◆ Directions for this task
Examine the entries and show every line in which the word "SingularMatrix" is found.

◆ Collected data
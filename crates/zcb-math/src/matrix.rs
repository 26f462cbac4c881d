//! `Matrix`, a dense two-dimensional matrix of reals.
//!
//! A thin newtype around `nalgebra::DMatrix<f64>` exposing what the
//! finite-element scheme needs: element access, linear combinations,
//! matrix-vector products, row replacement for Dirichlet rows, and an LU
//! solve that reports singularity as an error.

use nalgebra::{DMatrix, DVector};
use std::ops::{Add, Index, IndexMut, Mul, Sub};
use zcb_core::{ensure, errors::Error, Real, Result};

/// A dynamically-sized 2D matrix of `Real` values.
#[derive(Debug, Clone, PartialEq)]
pub struct Matrix(DMatrix<Real>);

impl Matrix {
    /// Create a zero-filled `rows × cols` matrix.
    pub fn zeros(rows: usize, cols: usize) -> Self {
        Self(DMatrix::zeros(rows, cols))
    }

    /// Create a matrix filled with `value`.
    pub fn from_element(rows: usize, cols: usize, value: Real) -> Self {
        Self(DMatrix::from_element(rows, cols, value))
    }

    /// Create an identity matrix of size `n × n`.
    pub fn identity(n: usize) -> Self {
        Self(DMatrix::identity(n, n))
    }

    /// Create from a row-major data slice.
    pub fn from_row_slice(rows: usize, cols: usize, data: &[Real]) -> Self {
        Self(DMatrix::from_row_slice(rows, cols, data))
    }

    /// Number of rows.
    pub fn rows(&self) -> usize {
        self.0.nrows()
    }

    /// Number of columns.
    pub fn cols(&self) -> usize {
        self.0.ncols()
    }

    /// `(rows, cols)`.
    pub fn shape(&self) -> (usize, usize) {
        self.0.shape()
    }

    /// Return `true` if the matrix is square.
    pub fn is_square(&self) -> bool {
        self.0.nrows() == self.0.ncols()
    }

    /// Return `true` if `|a_ij − a_ji| <= tolerance` for every pair.
    pub fn is_symmetric(&self, tolerance: Real) -> bool {
        self.is_square()
            && (0..self.rows())
                .all(|i| (0..i).all(|j| (self.0[(i, j)] - self.0[(j, i)]).abs() <= tolerance))
    }

    /// Half-bandwidth: the largest `|i − j|` with a non-zero entry.
    pub fn bandwidth(&self) -> usize {
        let mut width = 0;
        for i in 0..self.rows() {
            for j in 0..self.cols() {
                if self.0[(i, j)] != 0.0 {
                    width = width.max(i.abs_diff(j));
                }
            }
        }
        width
    }

    /// Borrow the inner `DMatrix`.
    pub fn inner(&self) -> &DMatrix<Real> {
        &self.0
    }

    /// Consume and return the inner `DMatrix`.
    pub fn into_inner(self) -> DMatrix<Real> {
        self.0
    }

    /// Extract a row as a `Vec`.
    pub fn row(&self, i: usize) -> Vec<Real> {
        self.0.row(i).iter().copied().collect()
    }

    /// Overwrite row `i` with the `i`-th row of the identity.
    pub fn set_identity_row(&mut self, i: usize) {
        self.0.row_mut(i).fill(0.0);
        self.0[(i, i)] = 1.0;
    }

    /// Matrix-vector product `M · v`.
    pub fn mul_vec(&self, v: &[Real]) -> Result<Vec<Real>> {
        ensure!(
            v.len() == self.cols(),
            "cannot multiply a {:?} matrix by a vector of length {}",
            self.shape(),
            v.len()
        );
        let product = &self.0 * DVector::from_column_slice(v);
        Ok(product.iter().copied().collect())
    }

    /// Multiply every element by `scalar`.
    pub fn scale(&self, scalar: Real) -> Self {
        Self(&self.0 * scalar)
    }

    /// Solve `M · x = rhs` by LU decomposition with partial pivoting.
    ///
    /// Returns [`Error::SingularMatrix`] when the factorization has a
    /// vanishing pivot or the solution is not finite.
    pub fn solve(&self, rhs: &[Real]) -> Result<Vec<Real>> {
        ensure!(self.is_square(), "cannot solve with a {:?} matrix", self.shape());
        ensure!(
            rhs.len() == self.rows(),
            "right-hand side has length {}, expected {}",
            rhs.len(),
            self.rows()
        );
        let lu = self.0.clone().lu();
        let u = lu.u();
        if let Some(pivot_index) = (0..u.nrows()).find(|&i| {
            let p = u[(i, i)];
            !p.is_finite() || p == 0.0
        }) {
            return Err(Error::SingularMatrix { pivot_index });
        }
        let x = lu
            .solve(&DVector::from_column_slice(rhs))
            .ok_or(Error::SingularMatrix { pivot_index: 0 })?;
        if let Some(pivot_index) = x.iter().position(|v| !v.is_finite()) {
            return Err(Error::SingularMatrix { pivot_index });
        }
        Ok(x.iter().copied().collect())
    }
}

// ── From / Into ───────────────────────────────────────────────────────────────

impl From<DMatrix<Real>> for Matrix {
    fn from(m: DMatrix<Real>) -> Self {
        Self(m)
    }
}

impl From<Matrix> for DMatrix<Real> {
    fn from(m: Matrix) -> Self {
        m.0
    }
}

// ── Indexing ──────────────────────────────────────────────────────────────────

impl Index<(usize, usize)> for Matrix {
    type Output = Real;
    fn index(&self, (i, j): (usize, usize)) -> &Real {
        &self.0[(i, j)]
    }
}

impl IndexMut<(usize, usize)> for Matrix {
    fn index_mut(&mut self, (i, j): (usize, usize)) -> &mut Real {
        &mut self.0[(i, j)]
    }
}

// ── Arithmetic ────────────────────────────────────────────────────────────────

impl Add for &Matrix {
    type Output = Matrix;
    fn add(self, rhs: &Matrix) -> Matrix {
        Matrix(&self.0 + &rhs.0)
    }
}

impl Sub for &Matrix {
    type Output = Matrix;
    fn sub(self, rhs: &Matrix) -> Matrix {
        Matrix(&self.0 - &rhs.0)
    }
}

impl Mul<Real> for &Matrix {
    type Output = Matrix;
    fn mul(self, rhs: Real) -> Matrix {
        Matrix(&self.0 * rhs)
    }
}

◆ Solution for this task
    /// Returns [`Error::SingularMatrix`] when the factorization has a
            return Err(Error::SingularMatrix { pivot_index });
            .ok_or(Error::SingularMatrix { pivot_index: 0 })?;
            return Err(Error::SingularMatrix { pivot_index });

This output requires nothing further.